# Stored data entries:
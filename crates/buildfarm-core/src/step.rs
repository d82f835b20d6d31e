//! Build step definitions and per-step state.

use std::collections::HashMap;
use std::time::Duration;

use chrono::{DateTime, Utc};
use serde::{Deserialize, Serialize};

/// One unit of work inside a builder's sequence.
#[derive(Debug, Clone, Serialize, Deserialize)]
pub struct Step {
    /// Display name ("cmake", "compile", "upload").
    pub name: String,
    /// Working directory relative to the builder's build dir, fully
    /// resolved at configuration time.
    pub workdir: String,
    /// Environment overrides applied on top of the worker environment.
    pub env: HashMap<String, String>,
    /// Abort the remaining sequence if this step fails.
    pub halt_on_failure: bool,
    pub action: StepAction,
}

/// What a step does. A closed set: there are no user-defined step
/// types, only parameterizations of these four.
#[derive(Debug, Clone, Serialize, Deserialize)]
pub enum StepAction {
    /// Fetch source from a configured repository. The only retryable
    /// action.
    Checkout {
        /// Project key of the source to fetch.
        source: String,
        retry: RetryPolicy,
    },
    /// Run an opaque command on the worker.
    Run {
        command: CommandLine,
        /// Optional post-processing of stdout into a run property.
        capture: Option<Capture>,
    },
    /// Resolve the newest file matching a glob and record it in the
    /// run properties. Failing to match anything halts the run.
    LocateArtifact { pattern: String },
    /// Copy the located artifact into the publication tree under the
    /// named channel.
    Publish { channel: String },
}

/// A command as either an argument vector or a shell string.
#[derive(Debug, Clone, Serialize, Deserialize)]
pub enum CommandLine {
    Argv(Vec<String>),
    Shell(String),
}

impl CommandLine {
    /// Human-readable rendering for logs and status output.
    pub fn display(&self) -> String {
        match self {
            CommandLine::Argv(argv) => argv.join(" "),
            CommandLine::Shell(script) => script.clone(),
        }
    }
}

/// Post-processing of a run step's stdout into a run property.
#[derive(Debug, Clone, Serialize, Deserialize)]
pub struct Capture {
    pub property: String,
    pub extractor: Extractor,
}

/// How to reduce captured stdout to a property value.
#[derive(Debug, Clone, Copy, PartialEq, Eq, Serialize, Deserialize)]
pub enum Extractor {
    /// First line, trimmed.
    FirstLine,
    /// Whole output, trimmed.
    Trimmed,
    /// Basename of the first line, for commands that print a path.
    Basename,
}

impl Extractor {
    pub fn apply(&self, output: &str) -> String {
        let first = || output.lines().next().unwrap_or("").trim();
        match self {
            Extractor::FirstLine => first().to_string(),
            Extractor::Trimmed => output.trim().to_string(),
            Extractor::Basename => {
                let line = first();
                line.rsplit('/').next().unwrap_or(line).to_string()
            }
        }
    }
}

/// Retry policy for checkout steps: a bounded number of attempts with
/// a fixed delay between them.
#[derive(Debug, Clone, Copy, Serialize, Deserialize)]
pub struct RetryPolicy {
    pub attempts: u32,
    pub delay: Duration,
}

impl Default for RetryPolicy {
    fn default() -> Self {
        Self {
            attempts: 3,
            delay: Duration::from_secs(5 * 60),
        }
    }
}

/// Per-step execution state.
#[derive(Debug, Clone, PartialEq, Serialize, Deserialize)]
pub enum StepStatus {
    Pending,
    Running,
    Success,
    Failed { message: String },
    /// Not executed because an earlier halting step failed.
    Skipped,
}

impl StepStatus {
    pub fn is_terminal(&self) -> bool {
        !matches!(self, StepStatus::Pending | StepStatus::Running)
    }
}

/// Recorded outcome of one step within a run.
#[derive(Debug, Clone, Serialize, Deserialize)]
pub struct StepResult {
    pub name: String,
    pub status: StepStatus,
    pub started_at: Option<DateTime<Utc>>,
    pub finished_at: Option<DateTime<Utc>>,
    /// Tail of the captured command output, for failure reporting.
    pub output: Option<String>,
}

impl StepResult {
    pub fn pending(name: impl Into<String>) -> Self {
        Self {
            name: name.into(),
            status: StepStatus::Pending,
            started_at: None,
            finished_at: None,
            output: None,
        }
    }
}

#[cfg(test)]
mod tests {
    use super::*;

    #[test]
    fn extractor_first_line() {
        assert_eq!(
            Extractor::FirstLine.apply("bin/a.deb\nbin/b.deb\n"),
            "bin/a.deb"
        );
    }

    #[test]
    fn extractor_basename_strips_directories() {
        assert_eq!(
            Extractor::Basename.apply("dist/windows/Setup-1.2.exe\n"),
            "Setup-1.2.exe"
        );
    }

    #[test]
    fn extractor_trimmed_keeps_inner_lines() {
        assert_eq!(Extractor::Trimmed.apply("  a\nb  \n"), "a\nb");
    }

    #[test]
    fn extractors_tolerate_empty_output() {
        assert_eq!(Extractor::FirstLine.apply(""), "");
        assert_eq!(Extractor::Basename.apply(""), "");
    }
}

# INSTRUCTIONS TO FOLLOW:
An exact copy of all the entries is the required answer.

# EXERCISE ANSWER:
filename crates/buildfarm-core/src/step.rs
repository d82f835b20d6d31e
//! Build step definitions and per-step state.

use std::collections::HashMap;
use std::time::Duration;

use chrono::{DateTime, Utc};
use serde::{Deserialize, Serialize};

/// One unit of work inside a builder's sequence.
#[derive(Debug, Clone, Serialize, Deserialize)]
pub struct Step {
    /// Display name ("cmake", "compile", "upload").
    pub name: String,
    /// Working directory relative to the builder's build dir, fully
    /// resolved at configuration time.
    pub workdir: String,
    /// Environment overrides applied on top of the worker environment.
    pub env: HashMap<String, String>,
    /// Abort the remaining sequence if this step fails.
    pub halt_on_failure: bool,
    pub action: StepAction,
}

/// What a step does. A closed set: there are no user-defined step
/// types, only parameterizations of these four.
#[derive(Debug, Clone, Serialize, Deserialize)]
pub enum StepAction {
    /// Fetch source from a configured repository. The only retryable
    /// action.
    Checkout {
        /// Project key of the source to fetch.
        source: String,
        retry: RetryPolicy,
    },
    /// Run an opaque command on the worker.
    Run {
        command: CommandLine,
        /// Optional post-processing of stdout into a run property.
        capture: Option<Capture>,
    },
    /// Resolve the newest file matching a glob and record it in the
    /// run properties. Failing to match anything halts the run.
    LocateArtifact { pattern: String },
    /// Copy the located artifact into the publication tree under the
    /// named channel.
    Publish { channel: String },
}

/// A command as either an argument vector or a shell string.
#[derive(Debug, Clone, Serialize, Deserialize)]
pub enum CommandLine {
    Argv(Vec<String>),
    Shell(String),
}

impl CommandLine {
    /// Human-readable rendering for logs and status output.
    pub fn display(&self) -> String {
        match self {
            CommandLine::Argv(argv) => argv.join(" "),
            CommandLine::Shell(script) => script.clone(),
        }
    }
}

/// Post-processing of a run step's stdout into a run property.
#[derive(Debug, Clone, Serialize, Deserialize)]
pub struct Capture {
    pub property: String,
    pub extractor: Extractor,
}

/// How to reduce captured stdout to a property value.
#[derive(Debug, Clone, Copy, PartialEq, Eq, Serialize, Deserialize)]
pub enum Extractor {
    /// First line, trimmed.
    FirstLine,
    /// Whole output, trimmed.
    Trimmed,
    /// Basename of the first line, for commands that print a path.
    Basename,
}

impl Extractor {
    pub fn apply(&self, output: &str) -> String {
        let first = || output.lines().next().unwrap_or("").trim();
        match self {
            Extractor::FirstLine => first().to_string(),
            Extractor::Trimmed => output.trim().to_string(),
            Extractor::Basename => {
                let line = first();
                line.rsplit('/').next().unwrap_or(line).to_string()
            }
        }
    }
}

/// Retry policy for checkout steps: a bounded number of attempts with
/// a fixed delay between them.
#[derive(Debug, Clone, Copy, Serialize, Deserialize)]
pub struct RetryPolicy {
    pub attempts: u32,
    pub delay: Duration,
}

impl Default for RetryPolicy {
    fn default() -> Self {
        Self {
            attempts: 3,
            delay: Duration::from_secs(5 * 60),
        }
    }
}

/// Per-step execution state.
#[derive(Debug, Clone, PartialEq, Serialize, Deserialize)]
pub enum StepStatus {
    Pending,
    Running,
    Success,
    Failed { message: String },
    /// Not executed because an earlier halting step failed.
    Skipped,
}

impl StepStatus {
    pub fn is_terminal(&self) -> bool {
        !matches!(self, StepStatus::Pending | StepStatus::Running)
    }
}

/// Recorded outcome of one step within a run.
#[derive(Debug, Clone, Serialize, Deserialize)]
pub struct StepResult {
    pub name: String,
    pub status: StepStatus,
    pub started_at: Option<DateTime<Utc>>,
    pub finished_at: Option<DateTime<Utc>>,
    /// Tail of the captured command output, for failure reporting.
    pub output: Option<String>,
}

impl StepResult {
    pub fn pending(name: impl Into<String>) -> Self {
        Self {
            name: name.into(),
            status: StepStatus::Pending,
            started_at: None,
            finished_at: None,
            output: None,
        }
    }
}

#[cfg(test)]
mod tests {
    use super::*;

    #[test]
    fn extractor_first_line() {
        assert_eq!(
            Extractor::FirstLine.apply("bin/a.deb\nbin/b.deb\n"),
            "bin/a.deb"
        );
    }

    #[test]
    fn extractor_basename_strips_directories() {
        assert_eq!(
            Extractor::Basename.apply("dist/windows/Setup-1.2.exe\n"),
            "Setup-1.2.exe"
        );
    }

    #[test]
    fn extractor_trimmed_keeps_inner_lines() {
        assert_eq!(Extractor::Trimmed.apply("  a\nb  \n"), "a\nb");
    }

    #[test]
    fn extractors_tolerate_empty_output() {
        assert_eq!(Extractor::FirstLine.apply(""), "");
        assert_eq!(Extractor::Basename.apply(""), "");
    }
}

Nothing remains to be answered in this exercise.